→ **PROBLEM DESCRIPTION**
Copy, from the listing, every line in which the string "message" is present.

→ **MATERIAL PROVIDED**
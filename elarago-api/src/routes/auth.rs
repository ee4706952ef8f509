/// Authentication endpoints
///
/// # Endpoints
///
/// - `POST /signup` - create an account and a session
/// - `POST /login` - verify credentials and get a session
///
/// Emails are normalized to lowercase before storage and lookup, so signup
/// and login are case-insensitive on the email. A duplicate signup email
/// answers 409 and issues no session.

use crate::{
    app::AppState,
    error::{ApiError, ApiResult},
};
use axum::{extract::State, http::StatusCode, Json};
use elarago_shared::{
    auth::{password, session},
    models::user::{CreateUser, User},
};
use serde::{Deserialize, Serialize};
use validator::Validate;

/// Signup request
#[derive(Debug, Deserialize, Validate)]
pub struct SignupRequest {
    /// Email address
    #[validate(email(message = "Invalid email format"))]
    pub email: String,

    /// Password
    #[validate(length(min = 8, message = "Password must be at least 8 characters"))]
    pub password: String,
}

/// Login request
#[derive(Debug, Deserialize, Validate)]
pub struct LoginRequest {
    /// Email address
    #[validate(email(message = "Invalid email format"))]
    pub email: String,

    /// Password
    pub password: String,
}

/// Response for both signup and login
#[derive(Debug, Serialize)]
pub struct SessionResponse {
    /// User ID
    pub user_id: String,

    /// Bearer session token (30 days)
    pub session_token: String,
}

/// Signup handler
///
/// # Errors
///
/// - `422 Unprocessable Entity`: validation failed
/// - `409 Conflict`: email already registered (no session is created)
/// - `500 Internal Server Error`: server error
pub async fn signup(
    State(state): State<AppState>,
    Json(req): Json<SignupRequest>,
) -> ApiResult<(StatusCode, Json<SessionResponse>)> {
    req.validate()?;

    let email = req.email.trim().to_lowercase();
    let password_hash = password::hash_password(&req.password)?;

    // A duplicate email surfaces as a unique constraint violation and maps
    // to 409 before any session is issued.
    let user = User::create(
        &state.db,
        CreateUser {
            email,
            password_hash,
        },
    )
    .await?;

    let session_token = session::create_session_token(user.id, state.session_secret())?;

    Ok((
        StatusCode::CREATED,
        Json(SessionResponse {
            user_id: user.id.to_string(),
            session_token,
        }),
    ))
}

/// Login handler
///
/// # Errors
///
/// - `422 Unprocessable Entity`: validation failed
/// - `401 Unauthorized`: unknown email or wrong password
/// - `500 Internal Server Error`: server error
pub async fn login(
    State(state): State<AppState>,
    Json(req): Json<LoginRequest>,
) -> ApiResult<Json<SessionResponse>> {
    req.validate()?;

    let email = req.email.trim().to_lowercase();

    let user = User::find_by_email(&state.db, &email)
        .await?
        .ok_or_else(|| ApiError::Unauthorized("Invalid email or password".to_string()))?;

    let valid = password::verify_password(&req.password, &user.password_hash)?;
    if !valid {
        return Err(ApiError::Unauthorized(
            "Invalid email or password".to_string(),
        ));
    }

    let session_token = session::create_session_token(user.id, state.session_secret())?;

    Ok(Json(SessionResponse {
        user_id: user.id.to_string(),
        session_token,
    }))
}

--

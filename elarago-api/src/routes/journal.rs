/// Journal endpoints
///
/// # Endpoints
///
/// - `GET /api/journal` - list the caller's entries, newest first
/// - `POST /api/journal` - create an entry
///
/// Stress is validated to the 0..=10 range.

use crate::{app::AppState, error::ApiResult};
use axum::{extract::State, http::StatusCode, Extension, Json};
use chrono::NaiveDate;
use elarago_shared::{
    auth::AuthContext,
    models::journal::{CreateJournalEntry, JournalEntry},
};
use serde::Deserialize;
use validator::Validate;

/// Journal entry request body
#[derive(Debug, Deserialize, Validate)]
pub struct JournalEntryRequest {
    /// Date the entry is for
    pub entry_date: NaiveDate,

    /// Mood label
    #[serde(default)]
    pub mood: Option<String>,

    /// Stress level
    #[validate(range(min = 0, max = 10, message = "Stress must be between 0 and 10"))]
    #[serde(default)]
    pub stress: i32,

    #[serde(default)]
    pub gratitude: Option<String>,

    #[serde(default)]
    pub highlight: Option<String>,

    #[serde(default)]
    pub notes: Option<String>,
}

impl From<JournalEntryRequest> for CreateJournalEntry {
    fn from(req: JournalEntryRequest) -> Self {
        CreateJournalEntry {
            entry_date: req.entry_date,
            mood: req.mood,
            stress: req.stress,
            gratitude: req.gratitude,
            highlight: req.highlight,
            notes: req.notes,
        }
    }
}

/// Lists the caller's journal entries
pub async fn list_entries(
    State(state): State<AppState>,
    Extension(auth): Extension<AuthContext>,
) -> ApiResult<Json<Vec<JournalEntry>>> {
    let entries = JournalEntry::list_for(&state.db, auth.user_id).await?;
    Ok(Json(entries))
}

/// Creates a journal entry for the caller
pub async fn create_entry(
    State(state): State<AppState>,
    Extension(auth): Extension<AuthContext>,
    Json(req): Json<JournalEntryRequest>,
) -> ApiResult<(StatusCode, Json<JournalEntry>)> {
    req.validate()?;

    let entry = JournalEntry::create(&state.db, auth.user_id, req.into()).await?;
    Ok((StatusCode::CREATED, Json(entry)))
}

→ **TASK OUTPUT**
    #[validate(email(message = "Invalid email format"))]
    #[validate(length(min = 8, message = "Password must be at least 8 characters"))]
    #[validate(email(message = "Invalid email format"))]
    #[validate(range(min = 0, max = 10, message = "Stress must be between 0 and 10"))]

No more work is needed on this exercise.